• About this exercise
Exactly as they appear, set down all of the records.
____________________
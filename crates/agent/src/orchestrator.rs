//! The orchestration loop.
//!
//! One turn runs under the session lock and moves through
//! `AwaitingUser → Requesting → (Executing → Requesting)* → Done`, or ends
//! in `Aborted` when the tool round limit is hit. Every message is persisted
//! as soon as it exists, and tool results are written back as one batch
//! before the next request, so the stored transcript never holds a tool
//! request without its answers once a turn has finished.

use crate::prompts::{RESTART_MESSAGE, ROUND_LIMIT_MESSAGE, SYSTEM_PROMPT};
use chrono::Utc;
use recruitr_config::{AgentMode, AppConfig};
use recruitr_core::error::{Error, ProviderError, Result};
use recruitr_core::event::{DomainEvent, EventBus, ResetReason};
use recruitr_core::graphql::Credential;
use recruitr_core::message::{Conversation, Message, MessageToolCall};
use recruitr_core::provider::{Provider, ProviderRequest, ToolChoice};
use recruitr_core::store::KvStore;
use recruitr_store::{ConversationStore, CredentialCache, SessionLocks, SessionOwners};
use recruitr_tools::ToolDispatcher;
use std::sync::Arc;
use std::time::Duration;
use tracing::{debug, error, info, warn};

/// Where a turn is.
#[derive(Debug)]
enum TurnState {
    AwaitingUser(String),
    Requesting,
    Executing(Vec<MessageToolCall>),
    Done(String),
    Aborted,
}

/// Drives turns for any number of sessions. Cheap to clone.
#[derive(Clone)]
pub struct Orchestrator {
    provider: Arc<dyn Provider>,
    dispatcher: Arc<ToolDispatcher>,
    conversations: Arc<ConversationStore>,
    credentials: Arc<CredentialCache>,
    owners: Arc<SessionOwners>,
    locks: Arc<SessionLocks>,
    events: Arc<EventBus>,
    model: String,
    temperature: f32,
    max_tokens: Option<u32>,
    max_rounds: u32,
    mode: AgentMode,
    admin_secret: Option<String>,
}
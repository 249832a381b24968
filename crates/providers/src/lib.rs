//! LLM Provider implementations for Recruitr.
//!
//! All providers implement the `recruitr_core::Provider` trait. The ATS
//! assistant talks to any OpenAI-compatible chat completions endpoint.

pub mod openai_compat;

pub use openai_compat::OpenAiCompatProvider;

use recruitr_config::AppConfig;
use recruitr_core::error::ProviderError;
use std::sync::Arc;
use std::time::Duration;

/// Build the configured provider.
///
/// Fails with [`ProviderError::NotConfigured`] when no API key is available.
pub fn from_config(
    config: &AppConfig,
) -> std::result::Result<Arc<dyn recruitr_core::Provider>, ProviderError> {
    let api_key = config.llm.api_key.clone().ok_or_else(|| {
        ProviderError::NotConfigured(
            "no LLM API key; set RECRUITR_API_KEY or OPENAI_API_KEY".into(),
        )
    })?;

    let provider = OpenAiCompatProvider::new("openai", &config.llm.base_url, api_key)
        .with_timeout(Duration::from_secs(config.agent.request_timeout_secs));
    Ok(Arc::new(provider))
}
____________________
• Written answer
filename crates/agent/src/orchestrator.rs
//! The orchestration loop.
//!
//! One turn runs under the session lock and moves through
//! `AwaitingUser → Requesting → (Executing → Requesting)* → Done`, or ends
//! in `Aborted` when the tool round limit is hit. Every message is persisted
//! as soon as it exists, and tool results are written back as one batch
//! before the next request, so the stored transcript never holds a tool
//! request without its answers once a turn has finished.

use crate::prompts::{RESTART_MESSAGE, ROUND_LIMIT_MESSAGE, SYSTEM_PROMPT};
use chrono::Utc;
use recruitr_config::{AgentMode, AppConfig};
use recruitr_core::error::{Error, ProviderError, Result};
use recruitr_core::event::{DomainEvent, EventBus, ResetReason};
use recruitr_core::graphql::Credential;
use recruitr_core::message::{Conversation, Message, MessageToolCall};
use recruitr_core::provider::{Provider, ProviderRequest, ToolChoice};
use recruitr_core::store::KvStore;
use recruitr_store::{ConversationStore, CredentialCache, SessionLocks, SessionOwners};
use recruitr_tools::ToolDispatcher;
use std::sync::Arc;
use std::time::Duration;
use tracing::{debug, error, info, warn};

/// Where a turn is.
#[derive(Debug)]
enum TurnState {
    AwaitingUser(String),
    Requesting,
    Executing(Vec<MessageToolCall>),
    Done(String),
    Aborted,
}

/// Drives turns for any number of sessions. Cheap to clone.
#[derive(Clone)]
pub struct Orchestrator {
    provider: Arc<dyn Provider>,
    dispatcher: Arc<ToolDispatcher>,
    conversations: Arc<ConversationStore>,
    credentials: Arc<CredentialCache>,
    owners: Arc<SessionOwners>,
    locks: Arc<SessionLocks>,
    events: Arc<EventBus>,
    model: String,
    temperature: f32,
    max_tokens: Option<u32>,
    max_rounds: u32,
    mode: AgentMode,
    admin_secret: Option<String>,
}
repository 249832a381b24968
filename crates/providers/src/lib.rs
//! LLM Provider implementations for Recruitr.
//!
//! All providers implement the `recruitr_core::Provider` trait. The ATS
//! assistant talks to any OpenAI-compatible chat completions endpoint.

pub mod openai_compat;

pub use openai_compat::OpenAiCompatProvider;

use recruitr_config::AppConfig;
use recruitr_core::error::ProviderError;
use std::sync::Arc;
use std::time::Duration;

/// Build the configured provider.
///
/// Fails with [`ProviderError::NotConfigured`] when no API key is available.
pub fn from_config(
    config: &AppConfig,
) -> std::result::Result<Arc<dyn recruitr_core::Provider>, ProviderError> {
    let api_key = config.llm.api_key.clone().ok_or_else(|| {
        ProviderError::NotConfigured(
            "no LLM API key; set RECRUITR_API_KEY or OPENAI_API_KEY".into(),
        )
    })?;

    let provider = OpenAiCompatProvider::new("openai", &config.llm.base_url, api_key)
        .with_timeout(Duration::from_secs(config.agent.request_timeout_secs));
    Ok(Arc::new(provider))
}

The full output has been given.